Step 3 — パッチ適用:My Oracle SupportでCVE-2026-35273のパッチを確認し、適用テスト・本番への展開を実施する。カスタマイズとの競合テストを省略するとシステム停止を招くため、UAT環境での検証を先行させる。
Step 4 — 侵害確認:2026年5月27日〜6月12日の間のWebServerアクセスログ・Application Serverのオペレーションログを確認する。パターンマッチングより見慣れない管理操作や大量データ読み取りの痕跡を優先して調査する。
| 確認項目 | 方法 |
|---|---|
| PIA・Admin ServerのインターネットIPからのアクセス | ファイアウォールログ確認 |
| 異常なDB接続(時間帯・接続元IPの逸脱) | DB監査ログ |
| 大量行SELECT(HRや財務テーブル) | Oracle DBの統合監査 |
まとめ
ゼロデイ悪用という事実は、パッチ管理だけで防げなかったことを意味する。インターネットへの露出を最小化し、PeopleSoftのアクセスをVPNや踏み台サーバ経由に限定する構成変更が最も即効性のある防御だ。Oracle PeopleSoftを本番稼働させているチームは今週中に露出面の評価とパッチ計画の策定を開始する。
よくある質問(FAQ)
Q1. SaaS版PeopleSoft(Oracle HCM Cloud)も影響を受けますか?
CVE-2026-35273はオンプレミスおよびお客様管理のPeopleSoft環境が対象です。Oracleが管理するOracle HCM Cloudのようなフルマネージドサービスは、Oracleがパッチを適用するため一般的に顧客側の対応は不要です。ただしOracle公式の確認を取ることを推奨します。

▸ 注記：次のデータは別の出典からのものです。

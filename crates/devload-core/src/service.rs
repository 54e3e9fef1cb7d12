//! Contracts with the development server.
//!
//! The loader never transforms source itself. It asks a [`TransformService`]
//! to resolve specifiers and hand back executable code, and tells the
//! server's [`ModuleGraph`] when its own caches are dropped.

use crate::config::ServerConfig;
use crate::error::LoadError;
use futures::future::LocalBoxFuture;

/// Result of resolving a specifier.
#[derive(Debug, Clone, PartialEq, Eq)]
pub struct ResolvedId {
    /// Resolver-normalized module id.
    pub id: String,
    /// The module is provided by the host runtime instead of the transform pipeline.
    pub external: bool,
}

impl ResolvedId {
    #[must_use]
    pub fn new(id: impl Into<String>) -> Self {
        Self {
            id: id.into(),
            external: false,
        }
    }

    #[must_use]
    pub fn external(id: impl Into<String>) -> Self {
        Self {
            id: id.into(),
            external: true,
        }
    }
}

/// A module after it went through the server's transform pipeline.
#[derive(Debug, Clone, Default, PartialEq, Eq)]
pub struct TransformedModule {
    /// Executable code.
    pub code: String,
    /// Source map for `code`, serialized.
    pub map: Option<String>,
    /// Load through the evaluator's external hook instead of evaluating `code`.
    pub external: bool,
    /// The module accepts hot updates of itself.
    pub self_accepting: bool,
}

impl TransformedModule {
    #[must_use]
    pub fn new(code: impl Into<String>) -> Self {
        Self {
            code: code.into(),
            ..Default::default()
        }
    }

    #[must_use]
    pub fn external() -> Self {
        Self {
            external: true,
            ..Default::default()
        }
    }

    #[must_use]
    pub fn with_map(mut self, map: impl Into<String>) -> Self {
        self.map = Some(map.into());
        self
    }

    #[must_use]
    pub fn with_self_accepting(mut self, self_accepting: bool) -> Self {
        self.self_accepting = self_accepting;
        self
    }
}

/// Resolution and transformation, owned by the development server.
///
/// Both operations may suspend on I/O. Failures are reported as
/// [`LoadError::NotFound`], [`LoadError::Resolve`] or [`LoadError::Transform`].
pub trait TransformService {
    /// Resolve `id` as imported by `importer`. `None` importer means an entry point.
    fn resolve_id<'a>(
        &'a self,
        id: &'a str,
        importer: Option<&'a str>,
    ) -> LocalBoxFuture<'a, Result<Option<ResolvedId>, LoadError>>;

    /// Transform the module with the given resolved id.
    fn fetch_module<'a>(
        &'a self,
        id: &'a str,
    ) -> LocalBoxFuture<'a, Result<TransformedModule, LoadError>>;
}

/// The server's module dependency graph; the source of truth for "what changed".
pub trait ModuleGraph {
    /// Drop all invalidation bookkeeping.
    fn invalidate_all(&self);
}

/// A bound development-server handle.
pub trait DevServer: TransformService {
    fn config(&self) -> &ServerConfig;

    fn module_graph(&self) -> &dyn ModuleGraph;
}
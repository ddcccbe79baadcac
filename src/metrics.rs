//! Timing for item store operations and ids for request correlation.

use std::time::{Duration, Instant};
use tracing::{debug, warn};

use crate::item::ItemId;

/// Store operations slower than this are logged at `warn`.
pub const SLOW_OPERATION: Duration = Duration::from_millis(250);

/// Times one store operation and logs it, with the item it touched or the
/// number of items it returned, when dropped.
///
/// ```ignore
/// let mut timer = OperationTimer::new("list_items");
/// let items = fetch()?;
/// timer.record_count(items.len());
/// ```
pub struct OperationTimer {
    operation: &'static str,
    item_id: Option<ItemId>,
    item_count: Option<usize>,
    start: Instant,
}

impl OperationTimer {
    #[must_use]
    pub fn new(operation: &'static str) -> Self {
        Self {
            operation,
            item_id: None,
            item_count: None,
            start: Instant::now(),
        }
    }

    /// Timer for an operation on a single item.
    #[must_use]
    pub fn for_item(operation: &'static str, id: ItemId) -> Self {
        let mut timer = Self::new(operation);
        timer.record_item(id);
        timer
    }

    pub fn record_item(&mut self, id: ItemId) {
        self.item_id = Some(id);
    }

    pub fn record_count(&mut self, count: usize) {
        self.item_count = Some(count);
    }
}

fn is_slow(elapsed: Duration) -> bool {
    elapsed >= SLOW_OPERATION
}

impl Drop for OperationTimer {
    fn drop(&mut self) {
        let elapsed = self.start.elapsed();
        let duration_ms = u64::try_from(elapsed.as_millis()).unwrap_or(u64::MAX);
        if is_slow(elapsed) {
            warn!(
                operation = self.operation,
                item_id = self.item_id,
                item_count = self.item_count,
                duration_ms,
                "Slow store operation"
            );
        } else {
            debug!(
                operation = self.operation,
                item_id = self.item_id,
                item_count = self.item_count,
                duration_ms,
                "Store operation finished"
            );
        }
    }
}

/// Generate a short request ID for correlating log lines.
#[must_use]
pub fn generate_request_id() -> String {
    let uuid_str = uuid::Uuid::new_v4().to_string();
    uuid_str.get(..8).unwrap_or(&uuid_str).to_string()
}

#[cfg(test)]
mod tests {
    use super::*;

    #[test]
    fn test_new_timer_has_no_item_details() {
        let timer = OperationTimer::new("list_items");
        assert_eq!(timer.operation, "list_items");
        assert_eq!(timer.item_id, None);
        assert_eq!(timer.item_count, None);
    }

    #[test]
    fn test_for_item_records_id() {
        let timer = OperationTimer::for_item("get_item", 7);
        assert_eq!(timer.item_id, Some(7));
    }

    #[test]
    fn test_record_count_keeps_latest() {
        let mut timer = OperationTimer::new("list_items");
        timer.record_count(2);
        timer.record_count(5);
        assert_eq!(timer.item_count, Some(5));
    }

    #[test]
    fn test_slow_threshold() {
        assert!(!is_slow(Duration::from_millis(3)));
        assert!(is_slow(SLOW_OPERATION));
        assert!(is_slow(Duration::from_secs(2)));
    }

    #[test]
    fn test_generate_request_id_format() {
        let id = generate_request_id();
        assert_eq!(id.len(), 8);
        assert!(id.chars().all(|c| c.is_ascii_hexdigit()));
    }

    #[test]
    fn test_generate_request_id_unique() {
        assert_ne!(generate_request_id(), generate_request_id());
    }
}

Q2. パッチを当てる前にできる緩和策はありますか?
インターネットからPeopleSoftポートへの直接アクセスを遮断することが最も効果的な緩和策です。VPNまたはSSHトンネル経由のアクセスに限定し、WAF(Webアプリケーションファイアウォール)で不審なリクエストパターンを検知するルールを追加します。
Q3. 侵害を受けたかどうかはどう判断しますか?
5月27日〜6月12日の間に、通常のビジネス時間外・既知IPの外から管理ポートへのアクセスログがある場合はインシデント対応手順を起動します。確証がなくてもフォレンジックコンサルタントへの相談を検討します。